# Timbrens? Are They Necessary and Where Do I Get Them



## dacse (Dec 3, 2004)

First off, I am new to this site (which is very informative I must say) and I am also new to plowing. I just bought a used 7' (narrow but the price was right) Meyer plow to put on my '89 3/4 ton Dodge (Lond bed, diesel engine, and the heavier duty axles). My plow will be installed next week and I was curious if a set of Timbrens is always necessary. I have never heard of these before, but some of the other threads make it sound like these are a necessity. So my questions are, are these "Timbrens" necessary with a smaller plow like a 7 footer? If so, do they make them for older trucks like mine? If they are available, where is the best place to order them from?


----------



## PSDF350 (Jul 30, 2004)

not for such a small plow. 

i know you said the money was right but i think that plow is just to small for your truck. jmo


----------



## The Boss (Oct 22, 2003)

A 7 ft. is too small for that truck. You will running over your windrows, especially if you have the blade angled. The plow HAS to be wider than the wheels.


----------



## Garagekeeper (Jan 18, 2002)

Welcome to Plowsite dacse.
That old Dodge should handle the plow with no trouble at all.
Just in case you didn't get a Dodge mount for your truck I still have one.
Also if you do decide to look into Timbren Load Boosters I handle them.
Enjoy the site and all it has to offer, glad you joined us.
 John.......................


----------



## Big Nate's Plowing (Nov 26, 2000)

but ya gotta remember that on here the mentality is go big on a little truck then throw timbrens on there and it will be ok, but with a 7' blade and wings you shouldnt have a problem


----------



## Tarkus (Nov 19, 2004)

The Boss said:


> A 7 ft. is too small for that truck. You will running over your windrows, especially if you have the blade angled. The plow HAS to be wider than the wheels.

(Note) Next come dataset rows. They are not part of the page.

// Copyright 2026 loopd contributors
//
// Licensed under the Apache License, Version 2.0 (the "License");
// you may not use this file except in compliance with the License.
// You may obtain a copy of the License at
//
//     http://www.apache.org/licenses/LICENSE-2.0
//
// Unless required by applicable law or agreed to in writing, software
// distributed under the License is distributed on an "AS IS" BASIS,
// WITHOUT WARRANTIES OR CONDITIONS OF ANY KIND, either express or implied.
// See the License for the specific language governing permissions and
// limitations under the License.

//! Typed configuration, loaded from a TOML file.
//!
//! Section layout matches spec.md §6 exactly: `zabbix`, `snmp`, `poller`,
//! `notifier`, plus top-level `datadir` and `devgroups`. See
//! `examples/original_source/include/prog_config.h` for the section shape
//! this was translated from (a hand-rolled boost::variant config map there
//! vs. `serde`+`toml` derive here).

use serde::Deserialize;
use std::path::Path;

use crate::error::{Error, Result};

#[derive(Debug, Clone, Deserialize)]
pub struct ZabbixConfig {
    #[serde(rename = "api-url")]
    pub api_url: String,
    pub username: String,
    pub password: String,
}

#[derive(Debug, Clone, Deserialize)]
pub struct SnmpConfig {
    #[serde(rename = "default-community")]
    pub default_community: String,
}

#[derive(Debug, Clone, Deserialize)]
pub struct PollerConfig {
    /// Inventory reconciliation cadence, hours.
    #[serde(rename = "update-interval")]
    pub update_interval_hours: u64,
    /// SNMP tick cadence, seconds.
    #[serde(rename = "poll-interval")]
    pub poll_interval_secs: u64,
    /// Worker secondary-probe sampling interval, seconds.
    #[serde(rename = "recheck-interval")]
    pub recheck_interval_secs: u64,
    /// Absolute threshold on the most recent per-second broadcast rate.
    pub bcmax: u64,
    /// Lower guard: spikes are ignored below this moving average.
    pub mavlow: u64,
    /// Absolute threshold on the moving-average broadcast rate.
    pub mavmax: u64,
    /// Integer percentage (e.g. `50` for 50%); see SPEC_FULL.md §1 for the
    /// units clarification. Use [`PollerConfig::recover_ratio_fraction`].
    #[serde(rename = "recover-ratio")]
    pub recover_ratio_pct: u32,
}

impl PollerConfig {
    pub fn recover_ratio_fraction(&self) -> f64 {
        self.recover_ratio_pct as f64 / 100.0
    }

    /// Number of samples in the one-hour moving-average window at this poll interval.
    pub fn window_size(&self) -> usize {
        (3600 / self.poll_interval_secs.max(1)) as usize
    }
}

#[derive(Debug, Clone, Deserialize)]
pub struct NotifierConfig {
    #[serde(rename = "image-width")]
    pub image_width: u32,
    #[serde(rename = "image-height")]
    pub image_height: u32,
    pub from: String,
    pub rcpts: Vec<String>,
    pub smtphost: String,
}

#[derive(Debug, Clone, Deserialize)]
pub struct Config {
    pub zabbix: ZabbixConfig,
    pub snmp: SnmpConfig,
    pub poller: PollerConfig,
    pub notifier: NotifierConfig,
    pub datadir: String,
    pub devgroups: Vec<String>,
}

impl Config {
    pub fn load(path: impl AsRef<Path>) -> Result<Config> {
        let path = path.as_ref();
        let raw = std::fs::read_to_string(path)
            .map_err(|e| Error::Config(format!("cannot read '{}': {e}", path.display())))?;
        toml::from_str(&raw).map_err(|e| Error::Config(format!("{}: {e}", path.display())))
    }
}

#[cfg(test)]
mod tests {
    use super::*;

    const SAMPLE: &str = r#"
        datadir = "/var/lib/loopd"
        devgroups = ["core-switches", "access-switches"]

        [zabbix]
        api-url = "https://zbx.example.com/api_jsonrpc.php"
        username = "loopd"
        password = "secret"

        [snmp]
        default-community = "public"

        [poller]
        update-interval = 6
        poll-interval = 10
        recheck-interval = 2
        bcmax = 1000
        mavlow = 10
        mavmax = 500
        recover-ratio = 50

        [notifier]
        image-width = 500
        image-height = 120
        from = "loopd@example.com"
        rcpts = ["noc@example.com"]
        smtphost = "smtp://mail.example.com:25"
    "#;

    #[test]
    fn parses_all_sections() {
        let cfg: Config = toml::from_str(SAMPLE).unwrap();
        assert_eq!(cfg.devgroups.len(), 2);
        assert_eq!(cfg.poller.window_size(), 360);
        assert!((cfg.poller.recover_ratio_fraction() - 0.5).abs() < f64::EPSILON);
    }

    #[test]
    fn load_missing_file_errors() {
        let err = Config::load("/nonexistent/loopd.toml").unwrap_err();
        assert!(matches!(err, Error::Config(_)));
    }
}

Yep a 7 1/2 footer would be bare minimun for windrow clearance on that truck.


----------



## Crumm (Nov 5, 2003)

Are Dodges wider than Fords? I have a 7 footer and don't run over my windrow. I know dodges have more spring under the front-end than Chevy's so no need for Timbrens on the Dodge. The Timbrens are more for the Chevy half ton guy with the 8' V plow.


----------



## dacse (Dec 3, 2004)

Thanks for the feedback. I think the 7' will be wide enough if I don't angle it to much. I am mainly going to be using it for a couple of driveways so I can leave the blade straight. My area seldom gets more than 3" of snow at a time.


----------